++++ Raw data ++++

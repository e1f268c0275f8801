use rand::rngs::StdRng;
use rand::{Rng, SeedableRng};
use tracing_subscriber::EnvFilter;

/// Installs a test-writer subscriber once; `RUST_LOG=strato_ta=debug` shows
/// the indicator logs.
pub fn init_tracing() {
    let _ = tracing_subscriber::fmt()
        .with_env_filter(EnvFilter::from_default_env())
        .with_test_writer()
        .try_init();
}

/// Seeded random walk starting at `start`, with steps in `(-2, 2)`.
#[allow(dead_code)]
pub fn random_walk(seed: u64, len: usize, start: f64) -> Vec<f64> {
    let mut rng = StdRng::seed_from_u64(seed);
    let mut price = start;
    (0..len)
        .map(|_| {
            price += rng.gen_range(-2.0..2.0);
            price
        })
        .collect()
}
pub mod series;
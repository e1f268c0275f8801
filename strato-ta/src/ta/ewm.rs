#[cfg(feature = "serde")]
use serde::{Deserialize, Serialize};

/// Weighting options for [`ewm_mean`].
///
/// The defaults reproduce `pandas.Series.ewm(alpha=..).mean()`.
#[derive(Debug, Clone, Copy, PartialEq, Eq)]
#[cfg_attr(feature = "serde", derive(Serialize, Deserialize))]
pub struct EwmOptions {
    /// Divide by the decaying sum of weights instead of using the plain
    /// recursion `alpha * x + (1 - alpha) * prev`.
    pub adjust: bool,
    /// Skip NaN values entirely instead of letting them age the weights.
    pub ignore_na: bool,
    /// Observations required before a value is emitted. Zero behaves as one.
    pub min_periods: usize,
}

impl Default for EwmOptions {
    fn default() -> Self {
        Self {
            adjust: true,
            ignore_na: false,
            min_periods: 0,
        }
    }
}

impl EwmOptions {
    pub fn with_adjust(mut self, adjust: bool) -> Self {
        self.adjust = adjust;
        self
    }

    pub fn with_ignore_na(mut self, ignore_na: bool) -> Self {
        self.ignore_na = ignore_na;
        self
    }

    pub fn with_min_periods(mut self, min_periods: usize) -> Self {
        self.min_periods = min_periods;
        self
    }
}

/// Exponentially weighted mean with smoothing factor `alpha` in `(0, 1]`.
///
/// Leading NaN values produce NaN until the first observation, which becomes
/// the starting value with weight one. With `adjust` the running value after
/// `k` further observations is the weighted average
/// `sum((1 - alpha)^(k - j) * x[j]) / sum((1 - alpha)^(k - j))`.
pub fn ewm_mean(src: &[f64], alpha: f64, options: &EwmOptions) -> Vec<f64> {
    let Some((&first, rest)) = src.split_first() else {
        return Vec::new();
    };

    let min_periods = options.min_periods.max(1);
    let old_wt_factor = 1.0 - alpha;
    let new_wt = if options.adjust { 1.0 } else { alpha };

    let mut ewm = Vec::with_capacity(src.len());
    let mut weighted = first;
    let mut nobs = usize::from(!first.is_nan());
    let mut old_wt = 1.0;
    ewm.push(if nobs >= min_periods { weighted } else { f64::NAN });

    for &cur in rest {
        let is_observation = !cur.is_nan();
        nobs += usize::from(is_observation);

        if !weighted.is_nan() {
            if is_observation || !options.ignore_na {
                old_wt *= old_wt_factor;
                if is_observation {
                    // Equal values leave the mean unchanged; skipping the
                    // update keeps constant inputs exactly constant.
                    if weighted != cur {
                        weighted = (old_wt * weighted + new_wt * cur) / (old_wt + new_wt);
                    }
                    if options.adjust {
                        old_wt += new_wt;
                    } else {
                        old_wt = 1.0;
                    }
                }
            }
        } else if is_observation {
            weighted = cur;
        }

        ewm.push(if nobs >= min_periods { weighted } else { f64::NAN });
    }

    ewm
}
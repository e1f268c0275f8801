//! Error types shared by the indicator functions.

use thiserror::Error;

pub type Result<T> = std::result::Result<T, TaError>;

/// Errors raised by indicator computations.
///
/// Every failure is local to a single call: a function either returns a
/// complete series or one of these errors, never a partial result.
#[derive(Debug, Clone, PartialEq, Eq, Error)]
pub enum TaError {
    /// A parameter was outside its accepted domain (zero length, unknown
    /// strategy token).
    #[error("invalid argument '{name}': {reason}")]
    InvalidArgument { name: &'static str, reason: String },

    /// The input series is too short for the requested window.
    #[error("insufficient data: need {required} values, got {actual}")]
    InsufficientData { required: usize, actual: usize },

    /// A series was built from an index and a value vector of different sizes.
    #[error("length mismatch: {index} index keys for {values} values")]
    LengthMismatch { index: usize, values: usize },

    /// Two series were combined element-wise but their index keys differ.
    #[error("series index mismatch: {0}")]
    IndexMismatch(String),
}

impl TaError {
    pub fn invalid_argument(name: &'static str, reason: impl Into<String>) -> Self {
        TaError::InvalidArgument {
            name,
            reason: reason.into(),
        }
    }
}
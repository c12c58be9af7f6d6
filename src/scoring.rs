//! Points, streaks and multiplier labels.

use crate::domain::Answer;

pub const BASE_POINTS: u32 = 100;
pub const STREAK_STEP: u32 = 10;
pub const MAX_STREAK_BONUS: u32 = 200;

/// Points for one answer. The bonus uses the streak held *before* this answer.
pub fn score(is_correct: bool, prior_streak: u32) -> u32 {
  if !is_correct {
    return 0;
  }
  BASE_POINTS + prior_streak.saturating_mul(STREAK_STEP).min(MAX_STREAK_BONUS)
}

/// Streak after applying an answer.
pub fn next_streak(is_correct: bool, prior_streak: u32) -> u32 {
  if is_correct { prior_streak.saturating_add(1) } else { 0 }
}

/// Damage multiplier shown next to an answer.
pub fn multiplier_label(answer: Answer) -> &'static str {
  match answer {
    Answer::DoubleWeakness => "2.56×",
    Answer::SuperEffective => "1.6×",
    Answer::Normal => "1×",
    Answer::NotVeryEffective => "0.625×",
    Answer::DoubleResist => "0.39×",
  }
}

#[cfg(test)]
mod tests {
  use super::*;

  #[test]
  fn wrong_answers_score_nothing() {
    for streak in [0, 1, 5, 25, u32::MAX] {
      assert_eq!(score(false, streak), 0);
    }
  }

  #[test]
  fn streak_bonus_is_capped() {
    assert_eq!(score(true, 0), 100);
    assert_eq!(score(true, 5), 150);
    assert_eq!(score(true, 20), 300);
    assert_eq!(score(true, 25), 300);
    assert_eq!(score(true, u32::MAX), 300);
  }

  #[test]
  fn streak_advances_or_resets() {
    assert_eq!(next_streak(true, 3), 4);
    assert_eq!(next_streak(false, 3), 0);
    assert_eq!(next_streak(true, u32::MAX), u32::MAX);
  }

  #[test]
  fn labels_cover_every_answer() {
    assert_eq!(multiplier_label(Answer::DoubleWeakness), "2.56×");
    assert_eq!(multiplier_label(Answer::SuperEffective), "1.6×");
    assert_eq!(multiplier_label(Answer::Normal), "1×");
    assert_eq!(multiplier_label(Answer::NotVeryEffective), "0.625×");
    assert_eq!(multiplier_label(Answer::DoubleResist), "0.39×");
  }
}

++++

**Problem details**
On how many lines of the records above does the word "starting" appear? Answer with only that number.

**Reply to the task**
2